I'm sure it went by varying names at the time, but it was cleared as part of the Federal 2/3 - city 1/3 urban renewal program, as was most of Hayti. You are right that there were Federally-funded housing programs to create new public housing from Hoover onward. But clearance was never done on the massive scale of urban renewal. Blight clearance was a heavy part of the urban renewal justification - I have pored over the area assessments and individual housing appraisals from the mid 1950s to 1970, and the language repeats over and over.

Coupled with this in the program was the idea that what would replace the blight/outdated/outmoded infrastructure, housing, and commercial space would be shiny new cul-de-sacs, malls, etc. that would remake downtown in the image of the suburbs. This would stem the tide of economic flight to the suburbs. Any divorce between the two is ex post facto exculpatory dissociation.

My point isn't to say that the aim of those who wanted to improve the abysmal housing conditions that people had to live in was ignoble. How could you not want these people to have better housing to live in than this pit of despair?

The point is how implementing landscape change on a grand scale, with a particularly utopian vision is fraught with pitfalls and potentially dramatic repercussions, no matter how noble the intent.

It's also to say that while it's fashionable to call urban renewal racist/classist or similar (and it was) - resting on that easy explanation as the whole truth ignores the complicity of good intention in creating a racist/classist result. If we ignore that, in a rush to absolve ourselves and our good intentions, we risk repeating our mistakes.

GK

I recently pulled a small volume about Orange Factory from the library (written by John Baxton Flowers, III.). Willard Street was apparently named for one of the more famous proprietors of the factory, William H. Willard.

He was a Massachusettes man related to Ralph Waldo Emerson and moved to NC when he was 21. By 1872, he was involved with both the Morehead Bank (which Gary mentioned here ) and had purchased -- with SF Tomlinson -- the RF Morris & Son Tobacco Company.

By at least 1887, Willard owned the north Durham-located Orange Factory. The whistle-stop station of Willardsville just east of the Orange Factory village was named for him. He died in 1898.

With the ongoing drought, I am planning to visit the Little Reservoir that swallowed the factory and see if the imposing structure has re-emerged.

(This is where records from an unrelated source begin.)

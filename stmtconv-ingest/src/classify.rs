//! Per-line classification.
//!
//! Rules run in a fixed priority order and the first one that applies wins:
//! account suffix marker, section gate, transaction formats (new, interest
//! charge, old) with an exclusion sub-test, then the possibly-relevant
//! catch-all. Every line lands in exactly one [`LineClass`].

use std::fmt;

use crate::context::StatementContext;
use crate::patterns::Patterns;

/// Historical transaction line layouts, in matching priority order.
#[derive(Debug, Clone, Copy, PartialEq, Eq, Hash)]
pub enum LineFormat {
    /// `SSSS MM/DD REFERENCE NAME AMOUNT` (leading account column)
    New,
    /// `MM/DD INTEREST CHARGE ... AMOUNT` (no reference number)
    InterestCharge,
    /// `MM/DD REFERENCE NAME AMOUNT`
    Old,
}

impl LineFormat {
    pub const PRIORITY: [LineFormat; 3] =
        [LineFormat::New, LineFormat::InterestCharge, LineFormat::Old];

    pub fn has_reference(self) -> bool {
        !matches!(self, LineFormat::InterestCharge)
    }

    /// Whether a leading account-suffix column may precede the date.
    pub fn has_account_column(self) -> bool {
        !matches!(self, LineFormat::InterestCharge)
    }
}

impl fmt::Display for LineFormat {
    fn fmt(&self, f: &mut fmt::Formatter<'_>) -> fmt::Result {
        let s = match self {
            LineFormat::New => "new",
            LineFormat::InterestCharge => "interest",
            LineFormat::Old => "old",
        };
        f.write_str(s)
    }
}

#[derive(Debug, Clone, PartialEq, Eq)]
pub enum LineClass {
    /// Account suffix marker; carries the extracted last four
    SuffixMarker(String),
    /// Before the transaction section; `title` is set on a section-title line
    PreSection { title: bool },
    Matched(LineFormat),
    /// Transaction-shaped boilerplate (audit logged)
    Excluded(LineFormat),
    /// Looked financial but matched no format (audit logged)
    PossiblyRelevant,
    Irrelevant,
}

impl LineClass {
    pub fn label(&self) -> &'static str {
        match self {
            LineClass::SuffixMarker(_) => "suffix",
            LineClass::PreSection { title: true } => "title",
            LineClass::PreSection { title: false } => "pre-section",
            LineClass::Matched(_) => "matched",
            LineClass::Excluded(_) => "excluded",
            LineClass::PossiblyRelevant => "relevant?",
            LineClass::Irrelevant => "irrelevant",
        }
    }
}

pub struct LineClassifier {
    patterns: Patterns,
}

impl LineClassifier {
    pub fn new(patterns: Patterns) -> Self {
        Self { patterns }
    }

    pub fn patterns(&self) -> &Patterns {
        &self.patterns
    }

    pub fn classify(&self, line: &str, ctx: &StatementContext) -> LineClass {
        let p = &self.patterns;

        if ctx.last_four().is_none() && p.account_suffix.is_match(line) {
            return LineClass::SuffixMarker(last_four_of(line));
        }

        if !ctx.in_section() {
            return LineClass::PreSection {
                title: p.section_title.is_match(line),
            };
        }

        for format in LineFormat::PRIORITY {
            let re = match format {
                LineFormat::New => &p.new_format,
                LineFormat::InterestCharge => &p.interest_charge,
                LineFormat::Old => &p.old_format,
            };
            if re.is_match(line) {
                if p.exclusion.is_match(line) {
                    return LineClass::Excluded(format);
                }
                return LineClass::Matched(format);
            }
        }

        if p.possibly_relevant.is_match(line) {
            LineClass::PossiblyRelevant
        } else {
            LineClass::Irrelevant
        }
    }
}

/// Four characters following the final space of the line.
fn last_four_of(line: &str) -> String {
    let trimmed = line.trim_end();
    let tail = trimmed
        .rsplit_once(char::is_whitespace)
        .map(|(_, tail)| tail)
        .unwrap_or(trimmed);
    tail.chars().take(4).collect()
}

/// Count of lines per classification for one document.
#[derive(Debug, Clone, Copy, Default, PartialEq, Eq)]
pub struct ClassTally {
    pub suffix_markers: usize,
    pub pre_section: usize,
    pub matched: usize,
    pub excluded: usize,
    pub possibly_relevant: usize,
    pub irrelevant: usize,
}

impl ClassTally {
    pub fn record(&mut self, class: &LineClass) {
        match class {
            LineClass::SuffixMarker(_) => self.suffix_markers += 1,
            LineClass::PreSection { .. } => self.pre_section += 1,
            LineClass::Matched(_) => self.matched += 1,
            LineClass::Excluded(_) => self.excluded += 1,
            LineClass::PossiblyRelevant => self.possibly_relevant += 1,
            LineClass::Irrelevant => self.irrelevant += 1,
        }
    }

    pub fn total(&self) -> usize {
        self.suffix_markers
            + self.pre_section
            + self.matched
            + self.excluded
            + self.possibly_relevant
            + self.irrelevant
    }

    pub fn merge(&mut self, other: &ClassTally) {
        self.suffix_markers += other.suffix_markers;
        self.pre_section += other.pre_section;
        self.matched += other.matched;
        self.excluded += other.excluded;
        self.possibly_relevant += other.possibly_relevant;
        self.irrelevant += other.irrelevant;
    }
}
//! Append-only audit logs of what the converter chose not to parse.
//!
//! skipped_files.txt:
//!   -- SKIPPED FILES --
//!   notes.txt
//!   <blank line>
//!
//! skipped_lines.txt:
//!   -- SKIPPED LINES --
//!   1234   01/31   TOT0000000   TOTAL PURCHASES   45.67

use std::fs::File;
use std::io::{BufWriter, Write};
use std::path::{Path, PathBuf};

use stmtconv_core::{ConvertError, Result};

pub const SKIPPED_FILES_HEADER: &str = "-- SKIPPED FILES --";
pub const SKIPPED_LINES_HEADER: &str = "-- SKIPPED LINES --";

pub struct AuditLog {
    path: PathBuf,
    out: BufWriter<File>,
    /// Write an empty line when the log is closed
    blank_line_at_end: bool,
}

impl AuditLog {
    /// Create (truncate) the log and write its header. Fails with
    /// `SinkUnavailable` if the file cannot be opened.
    pub fn create(path: &Path, header: &str) -> Result<Self> {
        let file = File::create(path).map_err(|e| ConvertError::sink(path, e))?;
        let mut log = Self {
            path: path.to_path_buf(),
            out: BufWriter::new(file),
            blank_line_at_end: false,
        };
        log.append(header)?;
        Ok(log)
    }

    pub fn skipped_files(path: &Path) -> Result<Self> {
        let mut log = Self::create(path, SKIPPED_FILES_HEADER)?;
        log.blank_line_at_end = true;
        Ok(log)
    }

    pub fn skipped_lines(path: &Path) -> Result<Self> {
        Self::create(path, SKIPPED_LINES_HEADER)
    }

    pub fn append(&mut self, line: &str) -> Result<()> {
        writeln!(self.out, "{line}").map_err(|e| ConvertError::sink(&self.path, e))
    }

    pub fn extend<I, S>(&mut self, lines: I) -> Result<()>
    where
        I: IntoIterator<Item = S>,
        S: AsRef<str>,
    {
        for line in lines {
            self.append(line.as_ref())?;
        }
        Ok(())
    }

    pub fn finish(mut self) -> Result<()> {
        if self.blank_line_at_end {
            writeln!(self.out).map_err(|e| ConvertError::sink(&self.path, e))?;
        }
        self.out.flush().map_err(|e| ConvertError::sink(&self.path, e))
    }
}

#[cfg(test)]
mod tests {
    use super::*;
    use std::fs;

    #[test]
    fn test_skipped_files_layout() {
        let dir = tempfile::tempdir().unwrap();
        let path = dir.path().join("skipped_files.txt");
        let mut log = AuditLog::skipped_files(&path).unwrap();
        log.extend(["notes.txt", "scan.png"]).unwrap();
        log.finish().unwrap();
        assert_eq!(
            fs::read_to_string(&path).unwrap(),
            "-- SKIPPED FILES --\nnotes.txt\nscan.png\n\n"
        );
    }

    #[test]
    fn test_skipped_lines_layout() {
        let dir = tempfile::tempdir().unwrap();
        let path = dir.path().join("skipped_lines.txt");
        let mut log = AuditLog::skipped_lines(&path).unwrap();
        log.append("01/11 MYSTERY CREDIT 3.00").unwrap();
        log.finish().unwrap();
        assert_eq!(
            fs::read_to_string(&path).unwrap(),
            "-- SKIPPED LINES --\n01/11 MYSTERY CREDIT 3.00\n"
        );
    }

    #[test]
    fn test_unwritable_location_is_sink_unavailable() {
        let dir = tempfile::tempdir().unwrap();
        let path = dir.path().join("missing").join("skipped_lines.txt");
        let err = AuditLog::skipped_lines(&path).err().unwrap();
        assert!(matches!(err, ConvertError::SinkUnavailable { .. }));
    }
}
//! stmtconv-export: transaction CSV output and the skipped-files / skipped-lines audit logs

pub mod audit;
pub mod outputs;
pub mod transactions_csv;

pub use audit::{AuditLog, SKIPPED_FILES_HEADER, SKIPPED_LINES_HEADER};
pub use outputs::{OutputNames, OutputPaths, OutputSinks};
pub use transactions_csv::{NONE_SENTINEL, read_transactions, write_transactions_to};
//! Statement date decoded from a statement's file name.
//!
//! Statements are stored as `MMDDYY<anything>.pdf`; the year printed on
//! individual lines is not trusted, so this is the authoritative year.

use std::path::Path;

use serde::{Deserialize, Serialize};

use crate::error::{ConvertError, Result};

#[derive(Debug, Clone, Copy, PartialEq, Eq, Serialize, Deserialize)]
pub struct StatementDate {
    pub month: u32,
    pub day: u32,
    pub year: i32,
}

impl StatementDate {
    /// Decode the `MMDDYY` fragment that follows the last path separator.
    pub fn from_path(path: &Path) -> Result<Self> {
        let unrecognized = || ConvertError::UnrecognizedFileName {
            path: path.to_path_buf(),
        };

        let file_name = path
            .file_name()
            .and_then(|n| n.to_str())
            .ok_or_else(unrecognized)?;

        let fragment = file_name.get(..6).ok_or_else(unrecognized)?;
        if !fragment.bytes().all(|b| b.is_ascii_digit()) {
            return Err(unrecognized());
        }

        let month: u32 = fragment[0..2].parse().map_err(|_| unrecognized())?;
        let day: u32 = fragment[2..4].parse().map_err(|_| unrecognized())?;
        let yy: i32 = fragment[4..6].parse().map_err(|_| unrecognized())?;

        if !(1..=12).contains(&month) || !(1..=31).contains(&day) {
            return Err(unrecognized());
        }

        Ok(Self {
            month,
            day,
            year: 2000 + yy,
        })
    }

    pub fn is_january(&self) -> bool {
        self.month == 1
    }

    /// Calendar year of a transaction printed with `txn_month` on this statement.
    ///
    /// A December line on a January statement belongs to the previous year.
    pub fn year_for_month(&self, txn_month: u32) -> i32 {
        if self.is_january() && txn_month == 12 {
            self.year - 1
        } else {
            self.year
        }
    }
}

#[cfg(test)]
mod tests {
    use super::*;
    use std::path::PathBuf;

    #[test]
    fn test_decodes_fragment_after_last_separator() {
        let d = StatementDate::from_path(&PathBuf::from("statements/2024/011524 WellsFargo.pdf"))
            .unwrap();
        assert_eq!(d, StatementDate { month: 1, day: 15, year: 2024 });
        assert!(d.is_january());
    }

    #[test]
    fn test_rejects_non_numeric_fragment() {
        let err = StatementDate::from_path(&PathBuf::from("in/Jan2024.pdf")).unwrap_err();
        assert!(matches!(err, ConvertError::UnrecognizedFileName { .. }));

        let err = StatementDate::from_path(&PathBuf::from("in/0115.pdf")).unwrap_err();
        assert!(matches!(err, ConvertError::UnrecognizedFileName { .. }));

        let err = StatementDate::from_path(&PathBuf::from("in/131524.pdf")).unwrap_err();
        assert!(matches!(err, ConvertError::UnrecognizedFileName { .. }));
    }

    #[test]
    fn test_year_rollover_only_for_december_in_january() {
        let jan = StatementDate { month: 1, day: 15, year: 2024 };
        assert_eq!(jan.year_for_month(12), 2023);
        assert_eq!(jan.year_for_month(1), 2024);
        assert_eq!(jan.year_for_month(11), 2024);

        let feb = StatementDate { month: 2, day: 15, year: 2024 };
        assert_eq!(feb.year_for_month(12), 2024);
    }
}
//! stmtconv-core: record types, errors and ordering shared by the converter crates

pub mod error;
pub mod sort;
pub mod statement_date;
pub mod transaction;

pub use error::{ConvertError, Result};
pub use sort::{SortKey, sort_transactions};
pub use statement_date::StatementDate;
pub use transaction::Transaction;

In reply to by Andrew (not verified)

Andrew, please note that all of the old maps (well, all those of my acquaintance anyway) refer to the community and the depot as "Willardville", not "Willardsville", and the Durham County GIS system names the current street at its site (just outside Bahama) "Willardville Station Road". I am not sure when or how the mis-spelling (with an 's') came to be, but it is perpetuated today by Google Maps (which has one end of the short road named without the 's', and the opposite end named with it), reflecting, no doubt, the same difference in the physical street signs at the two ends of the road. It is, granted, a small matter, but one which is eternally annoying to those of us who live on this pleasant country road. There is no 's' in Willardville.

On a related note: does anyone have a good fix on the exact site of the old Willardville Station? No one I know who lives here does; I'm not sure anyone alive today can  identify the site of Willardville Station. I've walked the N&S tracks across our property, and our neighbors', many times, looking for tell-tale signs (not an easy thing to do, given that here the tracks have been swallowed up by deep forest and voracious ticks), but no luck. The old maps I've seen aren't much help. Any pointers, however tenuous, would be greatly appreciated.